Rebekah Brooks's husband denies using cover story over bags left in car park

Rebekah Brooks's husband has denied that he had "settled on drunkenness" as a cover story for concealing bags containing computers with News International tags in an underground car park the day she was arrested.

Charlie Brooks has told the Old Bailey phone-hacking trial on Monday that the bags should have been returned to him at his Chelsea home on the same night and because of a "cock up" with a friend who was keeping him company they were left behind the bins in the car park and found by a cleaner the next day.

The jury heard earlier on Monday that Brooks and his friend Chris Palmer had downed six bottles of red wine on the night of 17 July 2011, while Brooks was being quizzed in Lewisham police station.

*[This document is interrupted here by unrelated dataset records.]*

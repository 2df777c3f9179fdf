//! Blocking client for the dccon sticker gallery.
//!
//! # Architecture
//!
//! - [`DcconClient`] - owns the HTTP session and the memo caches
//! - [`PageParser`] / [`ListPageParser`] - listing-page scraping contract
//! - [`ClientError`] - error taxonomy for every client operation
//!
//! All operations are synchronous and sequential. Mutating operations take
//! `&mut self`; sharing a client across threads requires external
//! serialization, which the borrow checker enforces.

mod error;
mod http;
mod page;

pub use error::ClientError;
pub use page::{CatalogEntry, ListPageParser, PageError, PageParser};

use std::collections::HashMap;
use std::sync::Arc;

use image::DynamicImage;
use reqwest::blocking::{Client, Response};
use reqwest::cookie::Jar;
use reqwest::header::REFERER;
use tracing::debug;
use url::Url;

use crate::cache::{CachePolicy, MemoCache};
use crate::model::PackageDetail;

const DEFAULT_GALLERY_BASE_URL: &str = "http://dccon.dcinside.com";
const DEFAULT_IMAGE_BASE_URL: &str = "http://dcimg5.dcinside.com";

/// Session cookie echoed back as the `ci_t` form field on detail requests.
const ANTI_FORGERY_COOKIE: &str = "ci_c";

/// Listing order accepted by the gallery's list/search endpoint.
#[derive(Debug, Clone, Copy, PartialEq, Eq, Default)]
pub enum ListOrder {
    /// Most popular packages first.
    Hot,
    /// Most recently released packages first.
    #[default]
    New,
}

impl ListOrder {
    /// Path segment the endpoint expects for this order.
    #[must_use]
    pub fn as_str(self) -> &'static str {
        match self {
            Self::Hot => "hot",
            Self::New => "new",
        }
    }
}

/// Field a search keyword matches against.
#[derive(Debug, Clone, Copy, PartialEq, Eq)]
pub enum SearchCondition {
    /// Package title.
    Title,
    /// Author nickname.
    NickName,
    /// Package tags.
    Tags,
}

impl SearchCondition {
    /// Path segment the endpoint expects for this condition.
    #[must_use]
    pub fn as_str(self) -> &'static str {
        match self {
            Self::Title => "title",
            Self::NickName => "nick_name",
            Self::Tags => "tags",
        }
    }
}

/// A search condition paired with its keyword.
///
/// Pairing the two makes a keyword without a condition unrepresentable.
#[derive(Debug, Clone, Copy, PartialEq, Eq)]
pub struct SearchQuery<'a> {
    /// Field to match against.
    pub condition: SearchCondition,
    /// Keyword to match. An empty keyword degrades to the plain listing.
    pub keyword: &'a str,
}

/// Blocking client for the sticker gallery.
///
/// Owns the HTTP session (cookie jar included) for its entire lifetime, plus
/// two memo caches: identifier→detail-record and name→identifier. Both
/// default to unbounded and grow for the life of the client; see
/// [`set_cache_policy`](Self::set_cache_policy) to bound them.
pub struct DcconClient {
    client: Client,
    cookie_jar: Arc<Jar>,
    gallery_base_url: String,
    image_base_url: String,
    parser: ListPageParser,
    reverse_list_cache: MemoCache<String, String>,
    details_cache: MemoCache<String, PackageDetail>,
}

impl std::fmt::Debug for DcconClient {
    fn fmt(&self, f: &mut std::fmt::Formatter<'_>) -> std::fmt::Result {
        f.debug_struct("DcconClient")
            .field("gallery_base_url", &self.gallery_base_url)
            .field("image_base_url", &self.image_base_url)
            .field("details_cached", &self.details_cache.len())
            .finish_non_exhaustive()
    }
}

impl DcconClient {
    /// Creates a client against the live gallery endpoints and primes the
    /// session with one GET on the gallery root.
    ///
    /// Pass an existing cookie jar to reuse a session; `None` starts fresh.
    ///
    /// # Errors
    ///
    /// Returns [`ClientError::Network`] when client construction or the
    /// priming request fails. Priming is not retried.
    pub fn new(cookie_jar: Option<Arc<Jar>>) -> Result<Self, ClientError> {
        Self::with_base_urls(cookie_jar, DEFAULT_GALLERY_BASE_URL, DEFAULT_IMAGE_BASE_URL)
    }

    /// Creates a client with custom gallery and image hosts (for tests).
    ///
    /// # Errors
    ///
    /// Returns [`ClientError::Network`] when client construction or the
    /// priming request fails.
    pub fn with_base_urls(
        cookie_jar: Option<Arc<Jar>>,
        gallery_base_url: impl Into<String>,
        image_base_url: impl Into<String>,
    ) -> Result<Self, ClientError> {
        let gallery_base_url = trim_base_url(gallery_base_url.into());
        let image_base_url = trim_base_url(image_base_url.into());
        let cookie_jar = cookie_jar.unwrap_or_default();
        let client = http::build_gallery_http_client(
            http::default_user_agent(),
            Arc::clone(&cookie_jar),
            &gallery_base_url,
        )?;
        http::prime_session(&client, &gallery_base_url)?;

        Ok(Self {
            client,
            cookie_jar,
            gallery_base_url,
            image_base_url,
            parser: ListPageParser,
            reverse_list_cache: MemoCache::new(CachePolicy::Unbounded),
            details_cache: MemoCache::new(CachePolicy::Unbounded),
        })
    }

    /// Replaces the cache policy, clearing both memo caches.
    pub fn set_cache_policy(&mut self, policy: CachePolicy) {
        self.reverse_list_cache = MemoCache::new(policy);
        self.details_cache = MemoCache::new(policy);
    }

    /// Fetches one page of the package listing.
    ///
    /// Equivalent to [`search_list`](Self::search_list) with no query.
    ///
    /// # Errors
    ///
    /// Returns [`ClientError::Network`] on transport failure and
    /// [`ClientError::Parse`] when the page lacks the expected markup.
    pub fn get_list(
        &mut self,
        page: u32,
        order: ListOrder,
    ) -> Result<HashMap<String, String>, ClientError> {
        self.search_list(None, page, order)
    }

    /// Fetches one page of listing or search results as identifier→name.
    ///
    /// Exactly one page per call; no pagination traversal. As a side effect
    /// the inverse pairs are merged into the reverse-lookup cache, later
    /// entries overwriting earlier ones on name collision.
    ///
    /// # Errors
    ///
    /// Returns [`ClientError::Network`] on transport failure and
    /// [`ClientError::Parse`] when the page lacks the expected markup;
    /// callers must treat an empty mapping and a parse failure as distinct
    /// outcomes.
    #[tracing::instrument(skip(self))]
    pub fn search_list(
        &mut self,
        query: Option<SearchQuery<'_>>,
        page: u32,
        order: ListOrder,
    ) -> Result<HashMap<String, String>, ClientError> {
        let url = self.list_url(query, page, order);
        let html = self
            .client
            .get(&url)
            .send()
            .and_then(Response::text)
            .map_err(|source| ClientError::network(&url, source))?;

        let entries = self
            .parser
            .parse(&html)
            .map_err(|source| ClientError::parse(&url, source))?;

        let mut result = HashMap::with_capacity(entries.len());
        for entry in entries {
            self.reverse_list_cache
                .insert(entry.name.clone(), entry.package_idx.clone());
            result.insert(entry.package_idx, entry.name);
        }
        debug!(packages = result.len(), "parsed listing page");
        Ok(result)
    }

    /// Fetches the detail record for one package, memoizing the decoded
    /// result for the life of the client.
    ///
    /// A cached record always short-circuits the network, even when its
    /// image list is empty; repeated calls return the first-seen value and
    /// the cache is never invalidated or refreshed.
    ///
    /// # Errors
    ///
    /// Returns [`ClientError::Network`] on transport failure and
    /// [`ClientError::Decode`] when the body is not valid structured data.
    #[tracing::instrument(skip(self))]
    pub fn get_details(&mut self, package_idx: &str) -> Result<PackageDetail, ClientError> {
        if let Some(cached) = self.details_cache.get(package_idx) {
            debug!("package detail served from cache");
            return Ok(cached.clone());
        }

        let url = format!("{}/index/package_detail", self.gallery_base_url);
        let mut form: Vec<(&str, String)> = Vec::with_capacity(2);
        if let Some(token) = self.anti_forgery_token() {
            form.push(("ci_t", token));
        }
        form.push(("package_idx", package_idx.to_string()));

        let body = self
            .client
            .post(&url)
            .header("X-Requested-With", "XMLHttpRequest")
            .form(&form)
            .send()
            .and_then(Response::text)
            .map_err(|source| ClientError::network(&url, source))?;

        let record: PackageDetail =
            serde_json::from_str(&body).map_err(|source| ClientError::decode(&url, source))?;
        self.details_cache
            .insert(package_idx.to_string(), record.clone());
        debug!(images = record.detail.len(), "decoded package detail");
        Ok(record)
    }

    /// Fetches and decodes a single image by its remote path token.
    ///
    /// The image host rejects requests without a `Referer` naming the
    /// gallery root, so one is always sent.
    ///
    /// # Errors
    ///
    /// Returns [`ClientError::Network`] on transport failure and
    /// [`ClientError::Image`] when the body is not a decodable image.
    #[tracing::instrument(skip(self))]
    pub fn get_image(&self, path: &str) -> Result<DynamicImage, ClientError> {
        let url = format!("{}/dccon.php?no={path}", self.image_base_url);
        let bytes = self
            .client
            .get(&url)
            .header(REFERER, http::root_url(&self.gallery_base_url))
            .send()
            .and_then(Response::bytes)
            .map_err(|source| ClientError::network(&url, source))?;

        image::load_from_memory(&bytes).map_err(|source| ClientError::image(&url, source))
    }

    /// Downloads every image in a package, keyed by
    /// `{idx}-{sort}-{title}.{ext}`.
    ///
    /// Images are fetched sequentially in the record's order. Filenames are
    /// not guaranteed unique; descriptors colliding on all four fields
    /// overwrite earlier entries in the returned mapping.
    ///
    /// # Errors
    ///
    /// Propagates the first failing fetch; no partial mapping is returned.
    pub fn get_package_images(
        &mut self,
        package_idx: &str,
    ) -> Result<HashMap<String, DynamicImage>, ClientError> {
        let record = self.get_details(package_idx)?;
        let mut images = HashMap::with_capacity(record.detail.len());
        for descriptor in &record.detail {
            images.insert(descriptor.file_name(), self.get_image(&descriptor.path)?);
        }
        Ok(images)
    }

    /// Most recently seen identifier for `name`, from any prior list or
    /// search call. Never populated by detail fetches.
    #[must_use]
    pub fn reverse_lookup(&self, name: &str) -> Option<&str> {
        self.reverse_list_cache.get(name).map(String::as_str)
    }

    /// Read-only view of the name→identifier cache.
    #[must_use]
    pub fn reverse_list_cache(&self) -> &MemoCache<String, String> {
        &self.reverse_list_cache
    }

    /// Read-only view of the identifier→detail cache.
    #[must_use]
    pub fn details_cache(&self) -> &MemoCache<String, PackageDetail> {
        &self.details_cache
    }

    fn list_url(&self, query: Option<SearchQuery<'_>>, page: u32, order: ListOrder) -> String {
        let mut url = format!("{}/{}/{page}", self.gallery_base_url, order.as_str());
        if let Some(SearchQuery { condition, keyword }) = query {
            if !keyword.is_empty() {
                url.push('/');
                url.push_str(condition.as_str());
                url.push('/');
                url.push_str(&quote_plus(keyword));
            }
        }
        url
    }

    fn anti_forgery_token(&self) -> Option<String> {
        let root = Url::parse(&http::root_url(&self.gallery_base_url)).ok()?;
        http::cookie_value(&self.cookie_jar, &root, ANTI_FORGERY_COOKIE)
    }
}

fn trim_base_url(base_url: String) -> String {
    base_url.trim_end_matches('/').to_string()
}

/// Form-style escaping for search keywords: percent-encoding with spaces
/// as `+`.
fn quote_plus(keyword: &str) -> String {
    urlencoding::encode(keyword).replace("%20", "+")
}

#[cfg(test)]
#[allow(clippy::unwrap_used)]
mod tests {
    use super::*;

    fn offline_client() -> DcconClient {
        DcconClient {
            client: Client::new(),
            cookie_jar: Arc::new(Jar::default()),
            gallery_base_url: "http://gallery.example".to_string(),
            image_base_url: "http://images.example".to_string(),
            parser: ListPageParser,
            reverse_list_cache: MemoCache::new(CachePolicy::Unbounded),
            details_cache: MemoCache::new(CachePolicy::Unbounded),
        }
    }

    #[test]
    fn test_list_url_without_query() {
        let client = offline_client();
        assert_eq!(
            client.list_url(None, 3, ListOrder::Hot),
            "http://gallery.example/hot/3"
        );
    }

    #[test]
    fn test_list_url_with_query_encodes_keyword() {
        let client = offline_client();
        let query = SearchQuery {
            condition: SearchCondition::Title,
            keyword: "hello world",
        };
        assert_eq!(
            client.list_url(Some(query), 1, ListOrder::New),
            "http://gallery.example/new/1/title/hello+world"
        );
    }

    #[test]
    fn test_list_url_with_empty_keyword_is_plain_listing() {
        let client = offline_client();
        let query = SearchQuery {
            condition: SearchCondition::Tags,
            keyword: "",
        };
        assert_eq!(
            client.list_url(Some(query), 1, ListOrder::New),
            "http://gallery.example/new/1"
        );
    }

    #[test]
    fn test_quote_plus_escapes_reserved_characters() {
        assert_eq!(quote_plus("a b"), "a+b");
        assert_eq!(quote_plus("a/b&c"), "a%2Fb%26c");
        assert_eq!(quote_plus("plain"), "plain");
    }

    #[test]
    fn test_order_and_condition_path_segments() {
        assert_eq!(ListOrder::Hot.as_str(), "hot");
        assert_eq!(ListOrder::New.as_str(), "new");
        assert_eq!(ListOrder::default(), ListOrder::New);
        assert_eq!(SearchCondition::Title.as_str(), "title");
        assert_eq!(SearchCondition::NickName.as_str(), "nick_name");
        assert_eq!(SearchCondition::Tags.as_str(), "tags");
    }

    #[test]
    fn test_base_urls_are_trimmed() {
        assert_eq!(
            trim_base_url("http://g.example/".to_string()),
            "http://g.example"
        );
    }
}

Brooks claimed that the security man who brought the pair pizzas had also meant to deliver the bags back to him. He had earlier asked the head of security of News International to mind his two briefcases but had never told him why, or that it was to conceal them from the police, Brooks said.

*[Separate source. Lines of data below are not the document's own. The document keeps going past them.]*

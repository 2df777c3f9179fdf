//! dccon gallery client library
//!
//! This library browses, searches, and downloads sticker packages from the
//! dccon gallery, and reformats the downloaded images for display on a
//! mobile chat client.
//!
//! # Architecture
//!
//! - [`client`] - Blocking HTTP client for the gallery's listing/search,
//!   package-detail, and image endpoints, with memoized results
//! - [`model`] - Decoded package detail records and image descriptors
//! - [`cache`] - Memo caches with an injectable capacity policy
//! - [`ratio`] - Pure compositing pass that letterboxes images to the
//!   22:13 chat-card layout
//! - [`storage`] - Writes a downloaded package to a directory
//!
//! # Example
//!
//! ```no_run
//! use dccon::{DcconClient, ListOrder, fix_ratio_slack, save_package_images};
//!
//! # fn main() -> Result<(), Box<dyn std::error::Error>> {
//! let mut client = DcconClient::new(None)?;
//!
//! let packages = client.get_list(1, ListOrder::New)?;
//! for (package_idx, name) in &packages {
//!     println!("{package_idx}: {name}");
//! }
//!
//! let images = client.get_package_images("12345")?;
//! save_package_images(&fix_ratio_slack(&images), "stickers")?;
//! # Ok(())
//! # }
//! ```

// Clippy lints - strict for library code
#![deny(clippy::unwrap_used)]
#![deny(clippy::expect_used)]
#![warn(clippy::pedantic)]
#![allow(clippy::module_name_repetitions)]

pub mod cache;
pub mod client;
pub mod model;
pub mod ratio;
pub mod storage;

// Re-export commonly used types
pub use cache::{CachePolicy, MemoCache};
pub use client::{
    CatalogEntry, ClientError, DcconClient, ListOrder, ListPageParser, PageError, PageParser,
    SearchCondition, SearchQuery,
};
pub use model::{ImageDescriptor, PackageDetail};
pub use ratio::{fix_ratio_slack, target_width};
pub use storage::{StorageError, save_package_images};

He said he wanted to keep the computers from the police because they contained some porn and a transcript of a novel he was hoping to get published.

His friend Palmer had gone downstairs to pick up the pizzas that evening. Brooks said he recalled that Palmer had remarked months after the incident that the security operative who had brought the bags back to the Chelsea car park had made some "cryptic" remark about the bins when he delivered the pizza on the night of Rebekah's arrest. However, Palmer didn't collect any bags to bring up to the flat alongside the pizzas.

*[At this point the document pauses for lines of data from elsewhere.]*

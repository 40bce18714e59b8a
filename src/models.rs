use chrono::NaiveDate;
use serde::de::{self, Deserializer};
use serde::ser::Serializer;
use serde::{Deserialize, Serialize};
use std::fmt;
use std::str::FromStr;

use crate::error::ValidationError;

/// What the employer has done with the application so far.
///
/// Stored and cached as `null` while waiting, otherwise as one of the
/// snake_case tags.
#[derive(Debug, Clone, Copy, PartialEq, Eq, Hash, Default)]
pub enum Response {
    #[default]
    Waiting,
    Assessment,
    Interview,
    Rejection,
    NoResponse,
}

impl Response {
    pub const ALL: [Response; 5] = [
        Response::Waiting,
        Response::Assessment,
        Response::Interview,
        Response::Rejection,
        Response::NoResponse,
    ];

    /// Wire tag, `None` while waiting.
    pub fn tag(self) -> Option<&'static str> {
        match self {
            Response::Waiting => None,
            Response::Assessment => Some("assessment"),
            Response::Interview => Some("interview"),
            Response::Rejection => Some("rejection"),
            Response::NoResponse => Some("no_response"),
        }
    }

    pub fn from_tag(tag: &str) -> Option<Self> {
        match tag {
            "assessment" => Some(Response::Assessment),
            "interview" => Some(Response::Interview),
            "rejection" => Some(Response::Rejection),
            "no_response" => Some(Response::NoResponse),
            _ => None,
        }
    }

    pub fn label(self) -> &'static str {
        self.tag().unwrap_or("waiting")
    }

    /// Rejection and no-response both close the application.
    pub fn is_terminal(self) -> bool {
        matches!(self, Response::Rejection | Response::NoResponse)
    }
}

impl fmt::Display for Response {
    fn fmt(&self, f: &mut fmt::Formatter<'_>) -> fmt::Result {
        f.write_str(self.label())
    }
}

impl FromStr for Response {
    type Err = ValidationError;

    fn from_str(s: &str) -> Result<Self, Self::Err> {
        let lower = s.trim().to_lowercase();
        if lower == "waiting" {
            return Ok(Response::Waiting);
        }
        Response::from_tag(&lower).ok_or_else(|| ValidationError::UnknownTag {
            field: "response",
            value: s.to_string(),
            expected: "waiting, assessment, interview, rejection, no_response",
        })
    }
}

impl Serialize for Response {
    fn serialize<S: Serializer>(&self, serializer: S) -> Result<S::Ok, S::Error> {
        match self.tag() {
            None => serializer.serialize_none(),
            Some(tag) => serializer.serialize_some(tag),
        }
    }
}

impl<'de> Deserialize<'de> for Response {
    fn deserialize<D: Deserializer<'de>>(deserializer: D) -> Result<Self, D::Error> {
        let raw: Option<String> = Option::deserialize(deserializer)?;
        match raw {
            None => Ok(Response::Waiting),
            Some(tag) => Response::from_tag(&tag)
                .ok_or_else(|| de::Error::custom(format!("invalid response '{}'", tag))),
        }
    }
}

/// Outcome of the employer's assessment stage.
///
/// Cached as `null` (pending), `true`, `false`, or `"n/a"` when the
/// employer's pipeline has no assessment at all.
#[derive(Debug, Clone, Copy, PartialEq, Eq, Hash, Default)]
pub enum Assessment {
    #[default]
    Pending,
    Passed,
    Failed,
    NotApplicable,
}

impl Assessment {
    pub fn label(self) -> &'static str {
        match self {
            Assessment::Pending => "pending",
            Assessment::Passed => "passed",
            Assessment::Failed => "failed",
            Assessment::NotApplicable => "n/a",
        }
    }

    pub fn next(self) -> Self {
        match self {
            Assessment::Pending => Assessment::Passed,
            Assessment::Passed => Assessment::Failed,
            Assessment::Failed => Assessment::NotApplicable,
            Assessment::NotApplicable => Assessment::Pending,
        }
    }
}

impl fmt::Display for Assessment {
    fn fmt(&self, f: &mut fmt::Formatter<'_>) -> fmt::Result {
        f.write_str(self.label())
    }
}

impl FromStr for Assessment {
    type Err = ValidationError;

    fn from_str(s: &str) -> Result<Self, Self::Err> {
        match s.trim().to_lowercase().as_str() {
            "pending" => Ok(Assessment::Pending),
            "passed" | "true" => Ok(Assessment::Passed),
            "failed" | "false" => Ok(Assessment::Failed),
            "n/a" | "na" | "none" => Ok(Assessment::NotApplicable),
            _ => Err(ValidationError::UnknownTag {
                field: "assessment",
                value: s.to_string(),
                expected: "pending, passed, failed, n/a",
            }),
        }
    }
}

Prosecutor Andrew Edis, QC, put it to him: "You must have noticed there weren't any bags. There was £1,000 in one of them."

Edis referred to a cash payment Brooks had received days earlier from an Ascot charity compering job "and a book in another", a reference to the manuscript for his novel. "Clearly, I didn't [notice]," replied Brooks. "I get a bit sloppy after a couple of bottles of wine."

He said he was desperate to talk to the police that day to explain that the computers had nothing on them relevant to his wife's arrest. "I would have told them everything. This was the moment to put my hands up, say: 'This is my fault'. The people who have done it have not done it at my instigation."

Edis put it to Brooks that he "settled on drunkenness as the only explanation to this chain of events other than your guilt" months later when it emerged there was CCTV footage of the events that took place in the underground car park.

"No, that's not correct," Brooks replied.

Brooks was challenged about an article in the Telegraph, on 20 July 2011, two days after the bags had been found by the cleaner. It quoted a spokesman saying there had been a mixup over the computer with a friend and a story suggesting that he had tried to conceal a laptop from the police was "rubbish".

He denied he was lying to the court and that he and others had purposefully concealed the bags and never intended to deliver them alongside the pizzas and months later created a cover story of a mix up with a friend.

Brooks described two of the computers in his possession, which had News International tags, as a "present" from the company.

Jeremy Clarkson, a friend of the Brooks's, sat in the public gallery to hear Brooks being cross examined.

In the afternoon, the chairman of Goldman Sachs International Peter Sutherland and impresario Harvey Goldsmith paid a brief visit to court 12 sitting among the press.

Brooks denied one charge that he conspired with security staff and his wife to conceal computers and other documents from police.